» **Assigned task**
Nothing should be left out when you copy the entries below.

» **Data supplied**
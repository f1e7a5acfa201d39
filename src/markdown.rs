use pulldown_cmark::{html, CowStr, Event, Options, Parser, Tag, TagEnd};

/// Renders backend markdown (summaries, search results) to HTML for display.
/// Links open in a new tab.
pub fn render(markdown: &str) -> String {
    let mut options = Options::empty();
    options.insert(Options::ENABLE_STRIKETHROUGH);
    options.insert(Options::ENABLE_TABLES);

    let parser = Parser::new_ext(markdown, options).map(|event| match event {
        Event::Start(Tag::Link { dest_url, title, .. }) => Event::Html(CowStr::from(open_link(&dest_url, &title))),
        Event::End(TagEnd::Link) => Event::Html(CowStr::Borrowed("</a>")),
        other => other,
    });

    let mut output = String::with_capacity(markdown.len() * 3 / 2);
    html::push_html(&mut output, parser);
    output
}

fn open_link(url: &str, title: &str) -> String {
    let mut tag = format!(
        "<a href=\"{}\" target=\"_blank\" rel=\"noopener noreferrer\"",
        escape_attr(url)
    );
    if !title.is_empty() {
        tag.push_str(&format!(" title=\"{}\"", escape_attr(title)));
    }
    tag.push('>');
    tag
}

fn escape_attr(value: &str) -> String {
    value
        .replace('&', "&amp;")
        .replace('"', "&quot;")
        .replace('<', "&lt;")
        .replace('>', "&gt;")
}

» **Result of this task**
repository f1e7a5acfa201d39
filename src/markdown.rs
use pulldown_cmark::{html, CowStr, Event, Options, Parser, Tag, TagEnd};

/// Renders backend markdown (summaries, search results) to HTML for display.
/// Links open in a new tab.
pub fn render(markdown: &str) -> String {
    let mut options = Options::empty();
    options.insert(Options::ENABLE_STRIKETHROUGH);
    options.insert(Options::ENABLE_TABLES);

    let parser = Parser::new_ext(markdown, options).map(|event| match event {
        Event::Start(Tag::Link { dest_url, title, .. }) => Event::Html(CowStr::from(open_link(&dest_url, &title))),
        Event::End(TagEnd::Link) => Event::Html(CowStr::Borrowed("</a>")),
        other => other,
    });

    let mut output = String::with_capacity(markdown.len() * 3 / 2);
    html::push_html(&mut output, parser);
    output
}

fn open_link(url: &str, title: &str) -> String {
    let mut tag = format!(
        "<a href=\"{}\" target=\"_blank\" rel=\"noopener noreferrer\"",
        escape_attr(url)
    );
    if !title.is_empty() {
        tag.push_str(&format!(" title=\"{}\"", escape_attr(title)));
    }
    tag.push('>');
    tag
}

fn escape_attr(value: &str) -> String {
    value
        .replace('&', "&amp;")
        .replace('"', "&quot;")
        .replace('<', "&lt;")
        .replace('>', "&gt;")
}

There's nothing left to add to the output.